---------- Provided records ----------

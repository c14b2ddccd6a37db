use std::{
    collections::HashMap,
    path::{Path, PathBuf},
    sync::Arc,
};

use anyhow::Context;

use crate::{
    catalog::record::{CardRecord, Catalog},
    foundation::core::expand_home,
    foundation::error::{MsemError, MsemResult},
};

/// Where catalog documents are read from.
pub trait CatalogSource {
    /// Read the whole document at `path`.
    fn read_to_string(&self, path: &Path) -> MsemResult<String>;
}

#[derive(Clone, Copy, Debug, Default)]
/// Reads catalogs from the local filesystem.
pub struct FsCatalogSource;

impl CatalogSource for FsCatalogSource {
    fn read_to_string(&self, path: &Path) -> MsemResult<String> {
        std::fs::read_to_string(path)
            .with_context(|| format!("read cards.xml from '{}'", path.display()))
            .map_err(MsemError::from)
    }
}

#[derive(Clone, Copy, Debug)]
/// A catalog argument: either already parsed, or a path to load through the registry.
pub enum CatalogRef<'a> {
    /// Parsed catalog owned by the caller.
    Loaded(&'a Catalog),
    /// Path to a `cards.xml` document; `~` is expanded.
    Path(&'a str),
}

impl<'a> From<&'a Catalog> for CatalogRef<'a> {
    fn from(value: &'a Catalog) -> Self {
        Self::Loaded(value)
    }
}

impl<'a> From<&'a str> for CatalogRef<'a> {
    fn from(value: &'a str) -> Self {
        Self::Path(value)
    }
}

/// Process-wide cache of parsed catalogs keyed by resolved path.
///
/// Each distinct path is parsed at most once; entries are never evicted. Returned catalogs are
/// shared read-only.
pub struct CatalogRegistry {
    source: Box<dyn CatalogSource>,
    loaded: HashMap<PathBuf, Arc<Catalog>>,
    parse_counts: HashMap<PathBuf, u32>,
}

impl std::fmt::Debug for CatalogRegistry {
    fn fmt(&self, f: &mut std::fmt::Formatter<'_>) -> std::fmt::Result {
        f.debug_struct("CatalogRegistry")
            .field("loaded", &self.loaded.keys().collect::<Vec<_>>())
            .field("parse_counts", &self.parse_counts)
            .finish()
    }
}

impl Default for CatalogRegistry {
    fn default() -> Self {
        Self::new()
    }
}

impl CatalogRegistry {
    /// Registry reading from the filesystem.
    pub fn new() -> Self {
        Self::with_source(FsCatalogSource)
    }

    /// Registry reading through a custom [`CatalogSource`].
    pub fn with_source(source: impl CatalogSource + 'static) -> Self {
        Self {
            source: Box::new(source),
            loaded: HashMap::new(),
            parse_counts: HashMap::new(),
        }
    }

    /// Load and parse the catalog at `path`, or return the cached parse.
    #[tracing::instrument(skip(self))]
    pub fn load(&mut self, path: &str) -> MsemResult<Arc<Catalog>> {
        let resolved = resolve_path(path)?;
        if let Some(catalog) = self.loaded.get(&resolved) {
            return Ok(Arc::clone(catalog));
        }

        let xml = self.source.read_to_string(&resolved)?;
        let catalog = Arc::new(Catalog::parse(&xml)?);
        *self.parse_counts.entry(resolved.clone()).or_default() += 1;
        tracing::info!(
            path = %resolved.display(),
            cards = catalog.len(),
            "loaded card catalog"
        );

        self.loaded.insert(resolved, Arc::clone(&catalog));
        Ok(catalog)
    }

    /// How many times the document at `path` has been parsed (0 or 1).
    pub fn parse_count(&self, path: &str) -> u32 {
        resolve_path(path)
            .ok()
            .and_then(|p| self.parse_counts.get(&p).copied())
            .unwrap_or(0)
    }

    /// Exact-match lookup of `name`, loading the catalog if given a path.
    pub fn find_card<'a>(
        &mut self,
        name: &str,
        catalog: impl Into<CatalogRef<'a>>,
    ) -> MsemResult<CardRecord> {
        match catalog.into() {
            CatalogRef::Loaded(c) => c.find(name).cloned(),
            CatalogRef::Path(p) => self.load(p)?.find(name).cloned(),
        }
    }

    /// Image URL for `name` built from `url_template`.
    ///
    /// See [`crate::DEFAULT_URL_TEMPLATE`] for the placeholder syntax.
    pub fn resolve_image_url<'a>(
        &mut self,
        name: &str,
        catalog: impl Into<CatalogRef<'a>>,
        url_template: &str,
    ) -> MsemResult<String> {
        let record = self.find_card(name, catalog)?;
        let url = record.image_url(url_template)?;
        tracing::debug!(card = name, %url, "resolved card image url");
        Ok(url)
    }
}

fn resolve_path(path: &str) -> MsemResult<PathBuf> {
    if path.trim().is_empty() {
        return Err(MsemError::config("path to cards.xml not given"));
    }
    Ok(expand_home(path))
}

#[cfg(test)]
#[path = "../../tests/unit/catalog/registry.rs"]
mod tests;
use std::io::Cursor;

use super::*;

fn png_bytes(img: image::RgbaImage) -> Vec<u8> {
    let mut buf = Vec::new();
    image::DynamicImage::ImageRgba8(img)
        .write_to(&mut Cursor::new(&mut buf), image::ImageFormat::Png)
        .unwrap();
    buf
}

#[test]
fn decode_png_dimensions_and_premul() {
    let img = image::RgbaImage::from_raw(1, 1, vec![100u8, 50u8, 200u8, 128u8]).unwrap();
    let prepared = decode_contained(&png_bytes(img), ImageKind::Raster, (1, 1)).unwrap();
    assert_eq!(prepared.width, 1);
    assert_eq!(prepared.height, 1);
    assert_eq!(
        prepared.rgba8_premul.as_slice(),
        &[
            ((100u16 * 128 + 127) / 255) as u8,
            ((50u16 * 128 + 127) / 255) as u8,
            ((200u16 * 128 + 127) / 255) as u8,
            128u8
        ]
    );
}

#[test]
fn contain_size_keeps_aspect_and_touches_box() {
    assert_eq!(contain_size(100, 100, (352, 352)), (352, 352));
    assert_eq!(contain_size(200, 100, (352, 352)), (352, 176));
    assert_eq!(contain_size(100, 200, (303, 303)), (152, 303));
    // Card scans are slightly narrower than the card slot.
    assert_eq!(contain_size(745, 1040, (579, 826)), (579, 808));
    assert_eq!(contain_size(0, 10, (5, 5)), (0, 0));
}

#[test]
fn decode_contained_upscales_small_images() {
    let img = image::RgbaImage::from_pixel(4, 2, image::Rgba([255, 0, 0, 255]));
    let prepared = decode_contained(&png_bytes(img), ImageKind::Raster, (40, 40)).unwrap();
    assert_eq!((prepared.width, prepared.height), (40, 20));
    let px = &prepared.rgba8_premul[..4];
    assert!(px[0] >= 250 && px[1] <= 5 && px[3] >= 250, "{px:?}");
}

#[test]
fn corrupt_bytes_fail_to_decode() {
    let err = decode_contained(b"not an image", ImageKind::Raster, (10, 10)).unwrap_err();
    assert!(matches!(err, MsemError::Other(_)));
}

#[test]
fn svg_rasterises_at_contained_size() {
    let svg = br##"<svg xmlns="http://www.w3.org/2000/svg" width="20" height="10">
        <rect width="20" height="10" fill="#00ff00"/>
    </svg>"##;
    let prepared = decode_contained(svg, ImageKind::Svg, (100, 100)).unwrap();
    assert_eq!((prepared.width, prepared.height), (100, 50));
    let center = ((25 * 100 + 50) * 4) as usize;
    assert_eq!(&prepared.rgba8_premul[center..center + 4], &[0, 255, 0, 255]);

    assert!(parse_svg(b"<svg").is_err());
}

#[test]
fn kind_from_extension() {
    use std::path::Path;
    assert_eq!(ImageKind::from_path(Path::new("logo.SVG")), ImageKind::Svg);
    assert_eq!(ImageKind::from_path(Path::new("pfp.png")), ImageKind::Raster);
    assert_eq!(ImageKind::from_path(Path::new("noext")), ImageKind::Raster);
}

----------

- [What you will do]:
In the listing above, find every line with the word "reading" and copy it.

- [Written answer]:
    /// Registry reading from the filesystem.
    /// Registry reading through a custom [`CatalogSource`].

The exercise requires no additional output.